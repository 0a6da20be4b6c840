pub mod logging;
pub mod propagation;

pub use logging::init_tracing;
pub use propagation::{
    REQUEST_ID_HEADER, TRACEPARENT_HEADER, TracedClientExt, current_traceparent,
    inject_trace_headers,
};
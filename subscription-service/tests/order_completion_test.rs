//! Order workflow callback integration tests for subscription-service.

mod common;

use common::{days, t0, Harness};
use service_core::error::AppError;
use subscription_service::engine::{CompletionOutcome, Transition};
use subscription_service::models::{OrderStatus, PeriodStatus, SubscriptionStatus};
use subscription_service::services::SubscriptionStore;
use uuid::Uuid;

#[tokio::test]
async fn first_successful_order_activates_the_subscription() {
    let h = Harness::new();
    let offer = h.offer(30, true).await;
    let (sub, period) = h.pending(offer, t0()).await;
    let order_id = h.orders.renewals_for(period.period_id)[0];
    let now = t0() + chrono::Duration::minutes(2);

    let processing = h
        .completion
        .handle(order_id, OrderStatus::Processing, now)
        .await
        .unwrap();
    assert!(matches!(
        processing,
        CompletionOutcome::PeriodUpdated {
            subscription_activated: false,
            ..
        }
    ));

    let outcome = h
        .completion
        .handle(order_id, OrderStatus::Succeeded, now)
        .await
        .unwrap();

    let CompletionOutcome::PeriodUpdated {
        period,
        subscription_activated,
    } = outcome
    else {
        panic!("expected the period to move");
    };
    assert_eq!(period.status, PeriodStatus::Done);
    assert!(subscription_activated);

    let sub = h.subscription(sub.subscription_id).await;
    assert_eq!(sub.status, SubscriptionStatus::Active);
    assert_eq!(sub.activated_at, Some(now));
    assert_eq!(h.events.names().last(), Some(&"subscription.activated"));
}

#[tokio::test]
async fn renewal_success_leaves_an_active_subscription_alone() {
    let h = Harness::new();
    let offer = h.offer(30, true).await;
    let (sub, _) = h.active(offer, t0()).await;
    h.generator.tick(t0() + days(29)).await.unwrap();
    let next = h.periods(sub.subscription_id).await.remove(1);
    let order_id = h.orders.renewals_for(next.period_id)[0];
    let events = h.events.count();

    let outcome = h
        .completion
        .handle(order_id, OrderStatus::Succeeded, t0() + days(29))
        .await
        .unwrap();

    assert!(matches!(
        outcome,
        CompletionOutcome::PeriodUpdated {
            subscription_activated: false,
            ..
        }
    ));
    assert_eq!(h.events.count(), events);
}

#[tokio::test]
async fn failed_order_fails_the_period() {
    let h = Harness::new();
    let offer = h.offer(30, true).await;
    let (_, period) = h.pending(offer, t0()).await;
    let order_id = h.orders.renewals_for(period.period_id)[0];

    h.completion
        .handle(order_id, OrderStatus::Failed, t0())
        .await
        .unwrap();

    let period = h.store.get_period(period.period_id).await.unwrap().unwrap();
    assert_eq!(period.status, PeriodStatus::Failed);
}

#[tokio::test]
async fn late_callbacks_for_cancelled_periods_are_ignored() {
    let h = Harness::new();
    let offer = h.offer(30, true).await;
    let (sub, _) = h.active(offer, t0()).await;
    h.generator.tick(t0() + days(29)).await.unwrap();
    let next = h.periods(sub.subscription_id).await.remove(1);
    let order_id = h.orders.renewals_for(next.period_id)[0];
    h.apply(sub.subscription_id, Transition::Cancel, t0() + days(29))
        .await;

    let outcome = h
        .completion
        .handle(order_id, OrderStatus::Succeeded, t0() + days(29))
        .await
        .unwrap();

    assert_eq!(outcome, CompletionOutcome::Ignored);
    let next = h.store.get_period(next.period_id).await.unwrap().unwrap();
    assert_eq!(next.status, PeriodStatus::Cancelled);
}

#[tokio::test]
async fn deactivation_orders_and_non_terminal_updates_are_ignored() {
    let h = Harness::new();
    let offer = h.offer(30, true).await;
    let (sub, period) = h.active(offer, t0()).await;
    let renewal = h.orders.renewals_for(period.period_id)[0];

    let pending = h
        .completion
        .handle(renewal, OrderStatus::Pending, t0())
        .await
        .unwrap();
    assert_eq!(pending, CompletionOutcome::Ignored);

    h.apply(sub.subscription_id, Transition::Deactivate, t0() + days(1))
        .await;
    let deactivation = h
        .orders
        .calls()
        .into_iter()
        .find_map(|call| match call {
            common::OrderCall::DeactivatePlan { order_id, .. } => Some(order_id),
            _ => None,
        })
        .unwrap();

    let outcome = h
        .completion
        .handle(deactivation, OrderStatus::Succeeded, t0() + days(1))
        .await
        .unwrap();
    assert_eq!(outcome, CompletionOutcome::Ignored);
}

#[tokio::test]
async fn unknown_order_is_not_found() {
    let h = Harness::new();

    let result = h
        .completion
        .handle(Uuid::new_v4(), OrderStatus::Succeeded, t0())
        .await;

    assert!(matches!(result, Err(AppError::NotFound(_))));
}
------------------------------------
Prompt: Filter the entries by the string "logging" and copy each matching line.

Task output:
pub mod logging;
pub use logging::init_tracing;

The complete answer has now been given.